Last week, when US President Donald Trump declared tariffs on imports from numerous countries, he specifically mentioned Australian beef.
He expressed his understanding of Australia’s ban on US beef due to mad cow disease concerns,
“They won’t take any of our beef, and I don’t blame them,” Reuters quoted Trump as saying in a report.
Australian beef industry insiders say that despite Trump’s 10% tariff on Australian products, beef exports to the US have been unaffected and are running at record levels of $275 million per month on average over the six months leading up to February.
US exports to China are in trouble
China’s retaliatory tariffs and its decision not to renew the local registration of hundreds of US meat facilities jeopardise approximately $125 million worth of monthly US beef exports to China.
This situation creates an opportunity for Australia, Brazil, Argentina, and New Zealand to increase their beef shipments to China.
Andrew McDonald, whose Bindaree Food Group runs meat processing facilities in Australia and ships beef to the United States, stated that he was not overly concerned by 10%.
US buyers had paused orders for weeks while waiting to see the outcome of Trump’s tariff action.
McDonald said that the tariff announcement had renewed their interest in Australian beef and that demand in China was also increasing.
He said:
It’s a good outcome for Australia.
Quarter pounder
The surge in US beef imports is a direct consequence of prolonged dry weather conditions that have severely impacted domestic cattle herds.
These adverse weather patterns have caused cattle numbers to dwindle to their lowest point since the 1950s.

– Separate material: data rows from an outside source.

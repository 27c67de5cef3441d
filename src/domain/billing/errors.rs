//! Billing error taxonomy.
//!
//! # HTTP Status Mapping
//!
//! | Error | HTTP Status |
//! |-------|-------------|
//! | InvalidRequest | 400 |
//! | SignatureInvalid | 400 |
//! | CallbackUnauthorized | 401 |
//! | InsufficientCredit | 402 |
//! | NotFound | 404 |
//! | AccountNotFound | 404 |
//! | UnknownTransaction | 404 |
//! | AlreadySettled | 409 |
//! | RewriteFailed | 502 |
//! | PaymentProviderUnavailable | 503 |
//! | EntitlementMutationFailed | 500 |
//! | Infrastructure | 500 |

use super::payment::PaymentStatus;
use super::webhook_errors::WebhookError;
use crate::domain::foundation::{DomainError, ErrorCode, TransactionId, UserId, ValidationError};

/// Errors surfaced by billing operations.
#[derive(Debug, Clone, PartialEq, Eq)]
pub enum BillingError {
    /// Missing or malformed input, rejected before any provider call.
    InvalidRequest { field: String, message: String },

    /// The payment provider could not be reached or refused our credentials.
    PaymentProviderUnavailable(String),

    /// Card webhook failed signature verification.
    SignatureInvalid(String),

    /// Push callback presented a wrong or missing token.
    CallbackUnauthorized,

    /// No attempt exists for this transaction id.
    UnknownTransaction(TransactionId),

    /// The attempt is already terminal.
    AlreadySettled {
        transaction_id: TransactionId,
        status: PaymentStatus,
    },

    /// The balance does not cover the cost of the action.
    InsufficientCredit { required: i64, available: i64 },

    /// A settled payment could not be applied to the owner's entitlement.
    EntitlementMutationFailed(String),

    /// Scoped lookup found nothing visible to the caller.
    NotFound(String),

    /// The caller has no entitlement record.
    AccountNotFound(UserId),

    /// The language model call failed after the debit committed.
    RewriteFailed(String),

    /// Storage or other internal failure.
    Infrastructure(String),
}

impl BillingError {
    pub fn invalid_request(field: impl Into<String>, message: impl Into<String>) -> Self {
        BillingError::InvalidRequest {
            field: field.into(),
            message: message.into(),
        }
    }

    pub fn provider_unavailable(message: impl Into<String>) -> Self {
        BillingError::PaymentProviderUnavailable(message.into())
    }

    pub fn infrastructure(message: impl Into<String>) -> Self {
        BillingError::Infrastructure(message.into())
    }

    pub fn payment_not_found(transaction_id: &TransactionId) -> Self {
        BillingError::NotFound(format!("Payment {} not found", transaction_id))
    }

    /// Stable machine-readable code used in API responses.
    pub fn code(&self) -> &'static str {
        match self {
            BillingError::InvalidRequest { .. } => "INVALID_REQUEST",
            BillingError::PaymentProviderUnavailable(_) => "PAYMENT_PROVIDER_UNAVAILABLE",
            BillingError::SignatureInvalid(_) => "SIGNATURE_INVALID",
            BillingError::CallbackUnauthorized => "CALLBACK_UNAUTHORIZED",
            BillingError::UnknownTransaction(_) => "UNKNOWN_TRANSACTION",
            BillingError::AlreadySettled { .. } => "ALREADY_SETTLED",
            BillingError::InsufficientCredit { .. } => "INSUFFICIENT_CREDIT",
            BillingError::EntitlementMutationFailed(_) => "ENTITLEMENT_MUTATION_FAILED",
            BillingError::NotFound(_) => "NOT_FOUND",
            BillingError::AccountNotFound(_) => "ACCOUNT_NOT_FOUND",
            BillingError::RewriteFailed(_) => "REWRITE_FAILED",
            BillingError::Infrastructure(_) => "INTERNAL_ERROR",
        }
    }

    /// Returns a user-facing error message.
    pub fn message(&self) -> String {
        match self {
            BillingError::InvalidRequest { field, message } => {
                format!("Invalid '{}': {}", field, message)
            }
            BillingError::PaymentProviderUnavailable(msg) => {
                format!("Payment provider unavailable: {}", msg)
            }
            BillingError::SignatureInvalid(msg) => format!("Webhook signature invalid: {}", msg),
            BillingError::CallbackUnauthorized => "Callback not authorized".to_string(),
            BillingError::UnknownTransaction(id) => format!("Unknown transaction: {}", id),
            BillingError::AlreadySettled {
                transaction_id,
                status,
            } => format!("Transaction {} already settled as {}", transaction_id, status),
            BillingError::InsufficientCredit {
                required,
                available,
            } => format!(
                "Insufficient credits: {} required, {} available",
                required, available
            ),
            BillingError::EntitlementMutationFailed(msg) => {
                format!("Entitlement update failed: {}", msg)
            }
            BillingError::NotFound(msg) => msg.clone(),
            BillingError::AccountNotFound(user_id) => format!("No account for user {}", user_id),
            BillingError::RewriteFailed(msg) => format!("Rewrite failed: {}", msg),
            // internal details stay in the logs
            BillingError::Infrastructure(_) => "Internal error".to_string(),
        }
    }

    /// True when a provider delivering a callback should retry.
    pub fn is_retryable(&self) -> bool {
        matches!(
            self,
            BillingError::Infrastructure(_)
                | BillingError::EntitlementMutationFailed(_)
                | BillingError::PaymentProviderUnavailable(_)
        )
    }
}

impl std::fmt::Display for BillingError {
    fn fmt(&self, f: &mut std::fmt::Formatter<'_>) -> std::fmt::Result {
        match self {
            BillingError::Infrastructure(msg) => write!(f, "Infrastructure error: {}", msg),
            other => write!(f, "{}", other.message()),
        }
    }
}

impl std::error::Error for BillingError {}

impl From<ValidationError> for BillingError {
    fn from(err: ValidationError) -> Self {
        BillingError::InvalidRequest {
            field: err.field().to_string(),
            message: err.to_string(),
        }
    }
}

impl From<DomainError> for BillingError {
    fn from(err: DomainError) -> Self {
        match err.code {
            ErrorCode::ValidationFailed => BillingError::InvalidRequest {
                field: err.details.get("field").cloned().unwrap_or_default(),
                message: err.message,
            },
            ErrorCode::PaymentNotFound => BillingError::NotFound(err.message),
            _ => BillingError::Infrastructure(err.to_string()),
        }
    }
}

impl From<WebhookError> for BillingError {
    fn from(err: WebhookError) -> Self {
        match err {
            WebhookError::InvalidCallbackToken => BillingError::CallbackUnauthorized,
            WebhookError::ParseError(msg) => BillingError::invalid_request("payload", msg),
            other => BillingError::SignatureInvalid(other.to_string()),
        }
    }
}

#[cfg(test)]
mod tests {
    use super::*;

    #[test]
    fn insufficient_credit_message_includes_amounts() {
        let err = BillingError::InsufficientCredit {
            required: 3,
            available: 2,
        };
        assert_eq!(err.code(), "INSUFFICIENT_CREDIT");
        assert_eq!(err.to_string(), "Insufficient credits: 3 required, 2 available");
    }

    #[test]
    fn infrastructure_message_hides_details() {
        let err = BillingError::infrastructure("pool timed out");
        assert_eq!(err.message(), "Internal error");
        assert!(err.to_string().contains("pool timed out"));
    }

    #[test]
    fn validation_error_becomes_invalid_request() {
        let err: BillingError = ValidationError::empty_field("phone_number").into();
        assert!(matches!(
            err,
            BillingError::InvalidRequest { ref field, .. } if field == "phone_number"
        ));
    }

    #[test]
    fn database_domain_error_becomes_infrastructure() {
        let err: BillingError = DomainError::database("connection refused").into();
        assert!(matches!(err, BillingError::Infrastructure(_)));
        assert!(err.is_retryable());
    }

    #[test]
    fn webhook_errors_map_by_kind() {
        assert!(matches!(
            BillingError::from(WebhookError::InvalidSignature),
            BillingError::SignatureInvalid(_)
        ));
        assert!(matches!(
            BillingError::from(WebhookError::TimestampOutOfRange),
            BillingError::SignatureInvalid(_)
        ));
        assert_eq!(
            BillingError::from(WebhookError::InvalidCallbackToken),
            BillingError::CallbackUnauthorized
        );
        assert!(matches!(
            BillingError::from(WebhookError::ParseError("bad".into())),
            BillingError::InvalidRequest { .. }
        ));
    }

    #[test]
    fn client_errors_are_not_retryable() {
        assert!(!BillingError::invalid_request("plan_id", "missing").is_retryable());
        assert!(!BillingError::SignatureInvalid("x".into()).is_retryable());
        assert!(!BillingError::InsufficientCredit {
            required: 1,
            available: 0
        }
        .is_retryable());
    }
}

This significant reduction in cattle populations has had a cascading effect on the US beef industry, leading to decreased beef production and a subsequent increase in domestic beef prices.
As a result, the US has become increasingly reliant on beef imports to meet consumer demand.
Industry analysts predict that it will take a considerable amount of time, potentially several years, for domestic cattle herds to recover and for domestic beef production to rebound to pre-drought levels.
This extended recovery period underscores the severity of the drought’s impact on the US beef industry and the challenges it faces in regaining self-sufficiency.
Due to wet weather, Australia’s cattle herd has increased, resulting in a surplus of supply.
This has positioned Australia as the largest beef exporter to the US, offering competitive prices and lean cuts that are currently in short supply in the US market.
Australian prices
The price of imported Australian lean trim beef in the US was approximately $3.12 per pound (nearly half a kilogram) prior to the tariff, according to Rabobank analyst Angus Gidley-Baird.
The price of a quarter-pounder made with some Australian beef only rose by 2.5 cents, as the local product was priced around $3.80, according to the report.
Even with the tariff, the price was raised to $3.43 a pound, which was still significantly less expensive than the local product, Baird added.
The sharp decline of the Australian dollar against the US dollar will largely offset the pain felt by Australian producers due to increased costs, which are likely to be distributed throughout the supply chain.
This is due to the fact that a weaker Australian dollar incentivises US buyers to increase purchases, while also providing Australian sellers with more local currency for every US dollar they receive.
Dennis Voznesenski, an analyst at Commonwealth Bank, stated that Canada and Mexico are the only major beef exporters not subject to US tariffs.
However, they have limited capacity to substantially raise shipments in the near future.
Meanwhile, China, the third-largest importer of US beef after South Korea and Japan, responded to Trump’s tariffs with retaliation.
The United States accounts for 10% of China’s beef imports by value. China is the only major buyer of US beef to have retaliated against the tariffs.